Saludablemente

12, Enero 2021

¿Por qué no podés hacerte cosquillas a vos mismo? La explicación está en tu cerebro

Intentar hacerse cosquillas a uno mismo y obtener la misma reacción que cuando las hace otra persona es biológicamente imposible para un cerebro sano. Aunque la piel recibe exactamente el mismo estímulo mecánico, el cerebro procesa el toque propio de una manera completamente distinta a uno externo.

La clave de este fenómeno no está en la sensibilidad de la piel, sino en un proceso que los neurocientíficos llaman atenuación sensorial. Cada vez que movemos una mano con la intención de tocarnos, el cerebro no espera a recibir la información del contacto: antes de que el dedo toque la piel, la corteza motora ya envió un aviso interno con la predicción exacta de qué va a sentir el cuerpo, dónde ocurrirá el contacto y con qué intensidad.

Como el cerebro ya sabe exactamente lo que va a pasar, le resta prioridad al estímulo y “apaga el volumen” de la respuesta sensorial y emocional. Sin incertidumbre, no hay sorpresa; y sin sorpresa, no hay cosquillas.

Lo comprobó la ciencia

Esta explicación fue demostrada en una investigación liderada por la neurocientífica Sarah-Jayne Blakemore y su equipo en el University College London.

En su experimento, los participantes utilizaban una palanca para controlar un mecanismo robótico que les hacía cosquillas en la palma de la mano. Cuando el movimiento del robot era instantáneo y respondía al 100% al control del participante, la sensación de cosquilleo era prácticamente nula.

Sin embargo, los investigadores introdujeron una trampa: un desfase de apenas 100 a 200 milisegundos entre el movimiento del participante y la respuesta del robot. Ese mínimo retraso bastó para descolocar al cerebro. Al no coincidir el tiempo esperado con la sensación recibida, la capacidad de predicción falló y la sensación de cosquillas reapareció de inmediato.

El cerebelo: el “predictor” del cuerpo

El gran responsable detrás de este filtro es el cerebelo. Aunque históricamente se lo asoció solo con el equilibrio y la coordinación motora, hoy se sabe que funciona como el gran “simulador” del cuerpo: compara constantemente lo que el cerebro espera sentir con lo que realmente siente.

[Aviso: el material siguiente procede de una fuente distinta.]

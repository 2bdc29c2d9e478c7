//! Ctrl+C handling for graceful shutdown.
//!
//! A process-wide `ctrlc` hook sets a shared `AtomicBool`. The viewer loop
//! checks it every frame, restores the terminal and exits with code 130.
//!
//! ```rust,no_run
//! use polaris::signal::install_handler;
//!
//! let handler = install_handler().expect("signal handler");
//! let flag = handler.get_flag();
//! // hand `flag` to the viewer loop
//! ```

use std::sync::atomic::{AtomicBool, Ordering};
use std::sync::{Arc, OnceLock};

/// Exit code for SIGINT (128 + 2).
pub const EXIT_CODE_INTERRUPTED: i32 = 130;

/// Shared shutdown flag.
#[derive(Debug, Clone, Default)]
pub struct ShutdownHandler {
    flag: Arc<AtomicBool>,
}

impl ShutdownHandler {
    /// Create a handler with no shutdown requested.
    #[must_use]
    pub fn new() -> Self {
        Self::default()
    }

    /// Check if shutdown has been requested.
    #[must_use]
    pub fn is_shutdown_requested(&self) -> bool {
        self.flag.load(Ordering::SeqCst)
    }

    /// Request shutdown manually.
    pub fn request_shutdown(&self) {
        self.flag.store(true, Ordering::SeqCst);
    }

    /// Get a clone of the flag for the viewer loop.
    #[must_use]
    pub fn get_flag(&self) -> Arc<AtomicBool> {
        Arc::clone(&self.flag)
    }

    /// Clear the flag.
    pub fn reset(&self) {
        self.flag.store(false, Ordering::SeqCst);
    }
}

/// Error type for signal handler installation.
#[derive(Debug, thiserror::Error)]
pub enum SignalError {
    /// Failed to install the Ctrl+C handler.
    #[error("failed to install signal handler: {0}")]
    InstallFailed(#[from] ctrlc::Error),
}

static GLOBAL_HANDLER: OnceLock<ShutdownHandler> = OnceLock::new();

/// Install the Ctrl+C hook, or reuse the one already installed.
///
/// The hook can only be registered once per process. Later calls reset and
/// return the existing handler. If another component registered its own
/// hook first, an unhooked handler is returned that still honours
/// [`ShutdownHandler::request_shutdown`].
///
/// # Errors
///
/// Currently always succeeds; the error type is kept for callers that want
/// to surface installation failures in the future.
pub fn install_handler() -> Result<ShutdownHandler, SignalError> {
    if let Some(handler) = GLOBAL_HANDLER.get() {
        handler.reset();
        return Ok(handler.clone());
    }

    let handler = ShutdownHandler::new();
    let flag = handler.get_flag();

    match ctrlc::set_handler(move || {
        flag.store(true, Ordering::SeqCst);
        log::info!("Shutdown signal received");
    }) {
        Ok(()) => {
            let _ = GLOBAL_HANDLER.set(handler.clone());
            Ok(handler)
        }
        Err(e) => {
            log::debug!("Ctrl+C hook unavailable ({}), using unhooked handler", e);
            let fallback = GLOBAL_HANDLER.get_or_init(ShutdownHandler::new);
            fallback.reset();
            Ok(fallback.clone())
        }
    }
}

Cuando ambas señales coinciden, el cerebelo reduce la actividad en la corteza somatosensorial (la zona que procesa el tacto) y en las áreas ligadas al placer y al sobresalto. Lejos de ser un defecto, esto es una ventaja evolutiva vital: si el cerebro procesara con la misma intensidad cada roce de nuestra propia ropa o cada paso que damos, colapsaría saturado de información inútil. Neutralizar lo predecible le permite estar alerta ante lo verdaderamente importante: los estímulos externos que podrían representar un peligro.

En definitiva, el secreto de las cosquillas no está en los dedos, sino en la capacidad del cerebro para sorprenderse. Y cuando somos nosotros quienes iniciamos el movimiento, esa sorpresa simplemente desaparece.